Certain plant families have evolved many different species and lineages specializing in hawkmoth pollination. The extremely large, mostly tropical family Rubiaceae contains hundreds of sweetly fragrant, long-tubular white flowers, including species of Alibertia, Bouvardia, Cosmibuena, Gardenia, Gonzalagunia, Lindenia, Psychotria, Randia, and Rondeletia, among many others. As noted earlier, there are many genera with hawkmoth flowers in the dogbane family, Apocynaceae. In nearly every country of the New World, hawkmoth-pollinated members of the cactus family can be found, including trees, shrubs, geophytes, low forms, vines, hemiepiphytes, and epiphytes. Many of the tubular flowers of the nightshade family (Solanaceae) broadcast their fragrances during summer nights, as do many monocotyledonous species of the agave family (Agavaceae) and amaryllids (Amaryllidaceae). Fully documented hawkmoth-pollinated species occur in at least 40 angiospermous families, scattered on many different branches of the phylogenetic tree, thus demonstrating another excellent example of convergent evolution.

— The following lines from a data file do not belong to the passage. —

//! Texio - pluggable texture decoding
//!
//! This library decodes texture files into GPU-upload-ready pixel buffers.
//! DDS, SGI and TGA have dedicated decoders; everything else goes through
//! the `image` crate. Decoders are tried in order until one recognizes the
//! input, and callers can register their own ahead of the built-ins.
//!
//! # Example
//!
//! ```no_run
//! use texio::{TextureIo, TextureIoConfig};
//!
//! let io = TextureIo::new(&TextureIoConfig::default())?;
//! if let Some(mut data) = io.decode_file("sprite.tga", false, Some("tga"))? {
//!     println!("{:?}", data);
//!     data.release();
//! }
//! # Ok::<(), texio::TextureError>(())
//! ```

pub mod codec;
pub mod config;
pub mod decoder;
pub mod error;
pub mod fetch;
pub mod gl;
pub mod io;
pub mod source;
pub mod stream;
pub mod texture;

pub use bytes::Bytes;
pub use config::TextureIoConfig;
pub use decoder::{DecodeOutcome, DecodeRequest, DecoderRegistry, TextureDecoder};
pub use error::TextureError;
pub use io::TextureIo;
pub use source::{suffix_of, suffix_of_path, TextureSource};
pub use texture::{upload_and_release, ReleaseHandle, TextureData, TextureUploader};
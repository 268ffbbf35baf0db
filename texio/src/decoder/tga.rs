//! Targa decoder.

use std::path::Path;

use bytes::Bytes;

use super::{decode_file_as_stream, probe_stream, DecodeOutcome, DecodeRequest, DecodeResult, TextureDecoder};
use crate::codec::tga::TgaImage;
use crate::gl;
use crate::source::TGA;
use crate::stream::TextureStream;
use crate::texture::TextureData;

/// Decodes Targa images.
///
/// TGA has no magic number, so input is only accepted when the hint is
/// `tga`. Once accepted, content that is not valid Targa is a decode error.
/// The internal format defaults to `GL_RGBA8`; the pixel format to the
/// image's BGR(A) or luminance layout.
#[derive(Debug, Clone, Copy, Default)]
pub struct TgaDecoder;

impl TgaDecoder {
    pub fn new() -> Self {
        Self
    }
}

impl TextureDecoder for TgaDecoder {
    fn name(&self) -> &'static str {
        "tga"
    }

    fn decode_file(&self, path: &Path, request: &DecodeRequest) -> DecodeResult {
        decode_file_as_stream(self, path, request)
    }

    fn decode_stream(&self, stream: &mut TextureStream<'_>, request: &DecodeRequest) -> DecodeResult {
        if !request.suffix_is(TGA) {
            return Ok(DecodeOutcome::Rejected);
        }

        probe_stream(stream, |stream| {
            let image = TgaImage::read(&stream.read_remaining()?)?;
            let (width, height) = (image.width(), image.height());
            let pixel_format = request.pixel_format_or(image.gl_format());
            let data = TextureData::new(width, height, vec![Bytes::from(image.into_data())])?
                .with_formats(request.internal_format_or(gl::GL_RGBA8), pixel_format)
                .with_mipmap(request.mipmap);

            Ok(DecodeOutcome::Decoded(data))
        })
    }
}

Communities of sphingophilous species are particularly common in wet, tropical habitats, where workers have been able to find guilds of more than 100 species of Sphingidae visiting more than 30 coexisting species of sphingophilous flowers. Although most of these moth species and their plants appear in tropical latitudes, a sandy desert community with many fewer species can also be serviced by hawkmoths of a few species. For example, in certain sandy localities of the Sonoran Desert, one may find hawkmoths working dense populations of evening primroses (Oenothera, Onagraceae) with desert lily (Hesperocallis undulata), cacti such as agria (Stenocereus gummosus), senita (Lophocereus schottii), and Peniocereus greggii, and species of several other plant families. It is unlikely that only one species is pollinating only one flower species, so there will be mixed pollen grains of many species on the insect. That notwithstanding, hawkmoths are credited as fairly reliable long-distance cross-pollinators because they are able to carry even small amounts of pollen to isolated, self-incompatible plants in tropical forests to produce fruits with viable seeds.

Sphingophilous flowers are largely unused by other classes of pollinators. These nocturnal flowers are unavailable to day-active pollinators until the next morning, and, in fact, bees of various types sometimes arrive during morning hours to accomplish an even higher level of pollination success. Most hawkmoth flowers are too flimsy and have too narrow a tube to permit bat visitation, and bats almost always prefer nectar that is rich in hexose (e.g., a monosaccharide like glucose), not the disaccharide sucrose. Probably because they lack pigmentation, butterflies generally do not recognize and visit hawkmoth flowers. Hummingbirds may feed on hawkmoth flowers during daylight hours, but their visits occur usually after hawkmoths have had a nighttime opportunity for pollination. Other families of moths, such as Noctuidae and Geometridae, include many plant pollinators, but these moths utilize different groups of flowers from those specialized for the Sphingidae. Hawkmoths, unlike hummingbirds, are nonterritorial and therefore are potentially able to transport pollen to a much wider area for greater gene flow.

Criticize moths for hiding in dark places or eating holes in your wool sweater, but still recognize that thousands of plant species depend on hawkmoths for successful seed production.